A cette époque, je possédais de nombreux enregistrements de Haley chez Decca (réédités par MCA), ainsi que les disques produits par Sonet en 1968, 1970 et 1979. Just Rock and Roll Music manquait donc à ma collection. Enregistré fin 1972 aux studios Woodland de Nashville et publié en 1973 chez Sonet, cet album était quasi introuvable dans les bacs des disquaires français en 1985.

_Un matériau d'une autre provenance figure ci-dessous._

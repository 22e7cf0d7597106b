//! Machine lifecycle state

use crate::error::RuntimeError;

/// `Running` until the machine halts or faults; both are terminal
#[derive(Debug, Clone, Default, PartialEq, Eq)]
pub enum MachineState {
    #[default]
    Running,
    /// Halt opcode reached
    Halted,
    /// Fatal error; the fault is kept for inspection
    Faulted(RuntimeError),
}

impl MachineState {
    #[inline]
    pub fn is_running(&self) -> bool {
        matches!(self, MachineState::Running)
    }

    #[inline]
    pub fn is_halted(&self) -> bool {
        matches!(self, MachineState::Halted)
    }

    #[inline]
    pub fn is_terminal(&self) -> bool {
        !self.is_running()
    }

    pub fn fault(&self) -> Option<&RuntimeError> {
        match self {
            MachineState::Faulted(err) => Some(err),
            _ => None,
        }
    }
}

L'exemplaire que j'acquis chez Sannino était un pressage anglais à l'état neuf, provenant sans doute d'un vieux stock. Il me coûta 93 F soit environ 25 € actuels en tenant compte de l'érosion monétaire due à l'inflation. C'était une somme en 1985 ! Les disques du label Bear Family tournaient autour des 80 F (soit environ 22 €) chez Sannino, un prix que je trouvais déjà élevé.

Pedal steel guitar
Pour ce nouvel album, les musiciens étaient constitués des Comets d'alors (Rudy Pompilli au saxo, Bill Miller à la guitare solo, Ray Cawley à la basse, Buddy Dee à la batterie), auxquels le producteur Sam Charters avait adjoint des musiciens de studio : Lloyd Green (pedal steel guitar et dobro), Jerry Shook (guitare rythmique) et Bobby Wood (piano). Du beau monde devant les micros, donc. Pourtant, si les solos et les arrangements en harmonie (guitare/saxo/steel) sont parfaitement exécutés, l'ensemble est un peu fade. Rey Cawley est bien discret, notamment sur "Personality" où il joue plus "country" que "rock". Lloyd Green, que j'admire comme l'un des plus grands pedal steel guitaristes copie les ricochets et glissandos de Billy Williamson, l'ancien steel guitariste des Comets. Mais le jeu de pedal steel est trop différent du jeu de lap steel. Quant au dobro, un emploi original pour du rock, il sonne trop "country". Le dobro de Red Rhodes sur l'album de Gene Vincent I'm Back and I'm Proud, en 1969, était plus approprié car les morceaux étaient des airs country. Quant à la guitare rythmique de Jerry Shook, était-elle indispensable ? Le piano suffisait pour soutenir le son.

Album concept

Bill Haley 1973
Just Rock and Roll Music, pressage anglais,
eut sa version française : More Rock and Roll Music.
Just Rock… est un album concept en ce qu'il rassemble des titres de rock-and-roll, comme l'explique Sam Charters sur la note au verso de la pochette. Le producteur, spécialiste de blues, voulait profiter de la vague de rock revival et du succès de Bill lors du festival de Wembley en août 1972 pour remettre le roi du rock là où ses fans le voulaient. Sur son album précédent (Rock Around the Country, 1970), Haley avait peut-être trop frayé sur les sentiers de la country ; bien qu'artistiquement réussi, le disque fut un échec commercial. Pour Just Rock..., Bill ne chante que des reprises. Quelques bonnes interprétations : "I'm Walking" (quoiqu'un peu molle) ; "Personality" ; "Bring It On Home To Me" (d'excellents solos de guitare et de steel enchaînés) ; "Lawdy, Miss Clawdy". Je retiens aussi "Crazy Man, Crazy": bien que plusieurs fois enregistrée en studio (en 1953 chez Essex, puis en 1960 chez Warner Bros.), la version 1972 est bien rythmée, avec à la fin une ambiance de soirée spécialement créée dans le studio – Rudy Pompilli criant "Git it , babe!". Pour le reste, les énièmes versions de "Flip, Flop and Fly" et "Whole Lotta Shakin' Goin' On" sont de trop. N'y avait-il pas d'autres titres à reprendre ? D'anciens titres Decca ou Essex de Bill, voire des titres d'autres artistes ?
Bill Haley aux studios Woodland.
Billboard, 12 mai 1979, p. 49.

Whiskey

D'après la biographie de Haley signée par John Swenson(1), les sessions de 1972 furent un "cauchemar pour toutes les personnes impliquées". Charters y raconte les difficultés à faire enregistrer Bill, fortement alcoolisé, qu'il fallait "diriger vers le microphone". Le dernier jour, le chanteur aurait hurlé et cassé du mobilier dans le motel, terrorisant les musiciens enfermés dans leurs chambres. "Rock the Joint" en travaux pratiques, en quelque sorte. Heureusement, ces problèmes de whiskey-soda ne tranparaissent pas sur le disque : Haley chante juste.

Plus de détails sur le disque, voir Discogs.com

(1) Bill Haley, John Swenson, W. H. Allen, London, 1982.